I understood immediately what was going on; some people deal with shocks and surprises by running for company, but Emma had always preferred to run for solitude. I knew I had to give her some space to work things out for herself. I sat quietly for a few minutes, then got up, picked up my guitar from the corner, and began to play some quiet instrumental tunes. I knew that my daughter would be sitting on her bed, thinking and writing and praying, and I probably wouldn’t see her now until the next morning.

The next day was a Saturday; I got up at around eight, showered and dressed and went for a two-mile walk as I usually did in the mornings. The storm had eased off, the eastern sky was just beginning to get light, and the temperature was hovering at around minus twenty.

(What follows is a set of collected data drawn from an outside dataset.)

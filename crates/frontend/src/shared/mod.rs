pub mod api_utils;
pub mod components;
pub mod number_format;
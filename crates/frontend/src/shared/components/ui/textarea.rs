use leptos::prelude::*;

/// Textarea with label and a warning line underneath
#[component]
pub fn Textarea(
    /// Label text (optional)
    #[prop(optional, into)]
    label: Option<String>,
    /// Textarea value
    #[prop(into)]
    value: Signal<String>,
    /// Input event handler, receives the full new value
    #[prop(optional)]
    on_input: Option<Callback<String>>,
    /// Placeholder text
    #[prop(optional, into)]
    placeholder: Option<String>,
    /// Disabled state (reactive)
    #[prop(into)]
    disabled: Signal<bool>,
    /// Rows attribute
    #[prop(optional)]
    rows: Option<u32>,
    /// ID for the textarea element
    #[prop(optional, into)]
    id: Option<String>,
    /// Warning shown under the field while set
    #[prop(into)]
    hint: Signal<Option<String>>,
) -> impl IntoView {
    let textarea_id = id.unwrap_or_default();
    let textarea_rows = rows.unwrap_or(12).to_string();

    view! {
        <div class="form__group">
            {label.map(|l| view! {
                <label class="form__label" for=textarea_id.clone()>
                    {l}
                </label>
            })}
            <textarea
                id=textarea_id.clone()
                class="form__textarea"
                placeholder=placeholder.unwrap_or_default()
                disabled=move || disabled.get()
                rows=textarea_rows
                prop:value=move || value.get()
                on:input=move |ev| {
                    if let Some(handler) = on_input {
                        handler.run(event_target_value(&ev));
                    }
                }
            ></textarea>
            {move || hint.get().map(|text| view! {
                <p class="form__hint form__hint--warning">{text}</p>
            })}
        </div>
    }
}
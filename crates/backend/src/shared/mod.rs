pub mod config;
pub mod request_logger;
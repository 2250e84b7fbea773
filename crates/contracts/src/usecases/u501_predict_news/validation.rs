//! Правило минимальной длины статьи

/// Минимальное число символов после обрезки пробелов
pub const MIN_ARTICLE_CHARS: usize = 50;

/// Предупреждение, которое показывается при слишком коротком тексте
pub const LENGTH_WARNING: &str =
    "Please enter a full-length news article for reliable prediction.";

/// Пробельный символ в смысле `String.prototype.trim` браузера:
/// U+FEFF входит, U+0085 нет
fn is_trimmable(c: char) -> bool {
    c == '\u{FEFF}' || (c != '\u{0085}' && c.is_whitespace())
}

/// Длина текста без пробельных символов по краям, в UTF-16 code units,
/// как её видит поле ввода браузера
pub fn trimmed_char_count(text: &str) -> usize {
    text.trim_matches(is_trimmable).encode_utf16().count()
}

pub fn is_long_enough(text: &str) -> bool {
    trimmed_char_count(text) >= MIN_ARTICLE_CHARS
}

#[cfg(test)]
mod tests {
    use super::*;

    #[test]
    fn test_boundary() {
        assert!(!is_long_enough(&"a".repeat(49)));
        assert!(is_long_enough(&"a".repeat(50)));
    }

    #[test]
    fn test_surrounding_whitespace_ignored() {
        let padded = format!("   \n\t{}\n  ", "b".repeat(49));
        assert_eq!(trimmed_char_count(&padded), 49);
        assert!(!is_long_enough(&padded));
    }

    #[test]
    fn test_inner_whitespace_counts() {
        let text = "word ".repeat(10);
        // завершающий пробел обрезается
        assert_eq!(trimmed_char_count(&text), 49);
        assert!(is_long_enough(&format!("{}x", text)));
    }

    #[test]
    fn test_counts_chars_not_bytes() {
        let cyrillic = "я".repeat(50);
        assert_eq!(cyrillic.len(), 100);
        assert_eq!(trimmed_char_count(&cyrillic), 50);
    }

    #[test]
    fn test_astral_chars_count_as_two_units() {
        let emoji = "😀".repeat(25);
        assert_eq!(trimmed_char_count(&emoji), 50);
        assert!(is_long_enough(&emoji));
        assert!(!is_long_enough(&"😀".repeat(24)));
    }

    #[test]
    fn test_byte_order_mark_is_trimmed() {
        let text = format!("\u{FEFF}{}\u{FEFF}", "c".repeat(49));
        assert_eq!(trimmed_char_count(&text), 49);
        assert!(!is_long_enough(&text));
    }

    #[test]
    fn test_next_line_is_kept() {
        let text = format!("\u{0085}{}", "d".repeat(49));
        assert_eq!(trimmed_char_count(&text), 50);
        assert!(is_long_enough(&text));
    }
}
use contracts::enums::ModelId;
use contracts::usecases::u501_predict_news::{
    is_long_enough, PredictRequest, PredictResponse, LENGTH_WARNING,
};
use leptos::prelude::*;

use super::api::{ApiError, PredictionApi};

/// Текст ошибки, если у сбоя нет своего сообщения
pub const GENERIC_ERROR: &str = "An error occurred while processing your request.";

/// Состояние формы проверки новости
#[derive(Clone, Debug, Default, PartialEq)]
pub struct NewsFormState {
    pub text: String,
    pub model: ModelId,
    /// true ровно пока запрос в полёте
    pub loading: bool,
    pub warning: Option<String>,
    pub error: Option<String>,
    pub result: Option<PredictResponse>,
}

impl NewsFormState {
    /// Новый текст. Предупреждение снимается, как только длина снова достаточна.
    pub fn set_text(&mut self, text: String) {
        if self.warning.is_some() && is_long_enough(&text) {
            self.warning = None;
        }
        self.text = text;
    }

    pub fn set_model(&mut self, model: ModelId) {
        self.model = model;
    }

    /// Доступность кнопки отправки. Только для отображения: решает `begin_submit`.
    pub fn can_submit(&self) -> bool {
        !self.loading && is_long_enough(&self.text)
    }

    /// Начало попытки: сбросить прошлый исход, проверить длину, перейти в загрузку.
    ///
    /// Возвращает запрос, который нужно отправить. `None` — отправлять нечего:
    /// либо запрос уже в полёте (состояние не меняется), либо текст короткий
    /// (выставлено предупреждение).
    pub fn begin_submit(&mut self) -> Option<PredictRequest> {
        if self.loading {
            return None;
        }

        self.error = None;
        self.result = None;

        if !is_long_enough(&self.text) {
            self.warning = Some(LENGTH_WARNING.to_string());
            return None;
        }

        self.warning = None;
        self.loading = true;
        Some(PredictRequest::new(self.text.clone(), self.model))
    }

    /// Завершение попытки. `loading` сбрасывается последним при любом исходе.
    pub fn finish_submit(&mut self, outcome: Result<PredictResponse, ApiError>) {
        match outcome {
            Ok(response) => self.result = Some(response),
            Err(e) => {
                let message = e.to_string();
                self.error = Some(if message.trim().is_empty() {
                    GENERIC_ERROR.to_string()
                } else {
                    message
                });
            }
        }
        self.loading = false;
    }
}

/// Владелец состояния формы.
///
/// Обновление возвращает `None`, если владелец уже уничтожен (компонент
/// размонтирован), и тогда состояние не трогается.
pub trait FormHandle {
    fn try_with_form<R>(&self, f: impl FnOnce(&mut NewsFormState) -> R) -> Option<R>;
}

impl FormHandle for RwSignal<NewsFormState> {
    fn try_with_form<R>(&self, f: impl FnOnce(&mut NewsFormState) -> R) -> Option<R> {
        self.try_update(f)
    }
}

// Состояние создаётся в скоупе компонента и освобождается вместе с ним
pub fn create_state() -> RwSignal<NewsFormState> {
    RwSignal::new(NewsFormState::default())
}

/// Чем закончилась попытка отправки
#[derive(Debug, Clone, Copy, PartialEq, Eq)]
pub enum SubmitAttempt {
    /// Запрос не отправлялся
    NotSent,
    /// Исход записан в состояние
    Completed,
    /// Ответ пришёл после уничтожения формы и отброшен
    Discarded,
}

/// Одна попытка отправки: проверка, вызов сервера, запись исхода.
pub async fn submit<H, A>(form: &H, api: &A) -> SubmitAttempt
where
    H: FormHandle,
    A: PredictionApi + ?Sized,
{
    let Some(request) = form.try_with_form(NewsFormState::begin_submit).flatten() else {
        log::debug!("submit: nothing to send");
        return SubmitAttempt::NotSent;
    };

    let outcome = api.predict(&request).await;

    match form.try_with_form(move |state| state.finish_submit(outcome)) {
        Some(()) => SubmitAttempt::Completed,
        None => {
            log::warn!("submit: form disposed before the response arrived, dropping it");
            SubmitAttempt::Discarded
        }
    }
}
use crate::shared::api_utils::build_time_api_base;

/// Адрес сервера инференса, доступный всему дереву компонентов через контекст
#[derive(Clone, Debug, PartialEq, Eq)]
pub struct ApiConfig {
    pub base_url: String,
}

impl ApiConfig {
    pub fn new(base_url: impl Into<String>) -> Self {
        Self {
            base_url: base_url.into(),
        }
    }

    /// Без обращения к хосту: значение сборки или адрес по умолчанию
    pub fn from_build_env() -> Self {
        Self::new(build_time_api_base())
    }
}
pub mod u501_predict_news;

Our town of Meadowvale was situated on a main highway about ninety miles northeast of Saskatoon. The highway ran just east of the town, with the railway line running parallel to it; that was where the concrete grain terminals and the gas stations and highway restaurants were located. Emma and I lived on the northwest corner of town; west of us, the street soon became a gravel highway running out into the country. A block east of our house, a narrow creek cut a gully across the town from north to south, before bending around to the east, flowing under bridges for the railway line and the highway, and emptying into Roberts Lake southeast of the community. I followed the trail along the river until it joined the highway, and then I came back into town on one of the main north-south avenues. Trucks were already beginning to move on the streets as people made their way to their favourite restaurants for their Saturday morning coffee. I had lived in Meadowvale for over twenty years and I knew all the drivers; most of them exchanged cheery waves with me as they passed me on the road, bundled up in my parka.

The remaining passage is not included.